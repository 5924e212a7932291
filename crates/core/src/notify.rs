use std::fmt;

use async_trait::async_trait;
use thiserror::Error;

use crate::domain::user::{ChannelId, UserId};

#[derive(Clone, Debug, PartialEq, Eq)]
pub enum Destination {
    Channel(ChannelId),
    DirectMessage(UserId),
}

impl fmt::Display for Destination {
    fn fmt(&self, f: &mut fmt::Formatter<'_>) -> fmt::Result {
        match self {
            Self::Channel(channel) => write!(f, "channel:{channel}"),
            Self::DirectMessage(user) => write!(f, "dm:{user}"),
        }
    }
}

#[derive(Clone, Debug, Error, PartialEq, Eq)]
pub enum NotifyError {
    #[error("notification transport failure: {0}")]
    Transport(String),
    #[error("notification rejected by slack: {0}")]
    Api(String),
}

#[async_trait]
pub trait Notifier: Send + Sync {
    async fn notify(&self, destination: &Destination, message: &str) -> Result<(), NotifyError>;
}

#[derive(Default)]
pub struct NoopNotifier;

#[async_trait]
impl Notifier for NoopNotifier {
    async fn notify(&self, _destination: &Destination, _message: &str) -> Result<(), NotifyError> {
        Ok(())
    }
}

Exercise — Would you output every record above exactly as it stands?

Result for this exercise —
repository 5924e212a7932291
filename crates/core/src/notify.rs
use std::fmt;

use async_trait::async_trait;
use thiserror::Error;

use crate::domain::user::{ChannelId, UserId};

#[derive(Clone, Debug, PartialEq, Eq)]
pub enum Destination {
    Channel(ChannelId),
    DirectMessage(UserId),
}

impl fmt::Display for Destination {
    fn fmt(&self, f: &mut fmt::Formatter<'_>) -> fmt::Result {
        match self {
            Self::Channel(channel) => write!(f, "channel:{channel}"),
            Self::DirectMessage(user) => write!(f, "dm:{user}"),
        }
    }
}

#[derive(Clone, Debug, Error, PartialEq, Eq)]
pub enum NotifyError {
    #[error("notification transport failure: {0}")]
    Transport(String),
    #[error("notification rejected by slack: {0}")]
    Api(String),
}

#[async_trait]
pub trait Notifier: Send + Sync {
    async fn notify(&self, destination: &Destination, message: &str) -> Result<(), NotifyError>;
}

#[derive(Default)]
pub struct NoopNotifier;

#[async_trait]
impl Notifier for NoopNotifier {
    async fn notify(&self, _destination: &Destination, _message: &str) -> Result<(), NotifyError> {
        Ok(())
    }
}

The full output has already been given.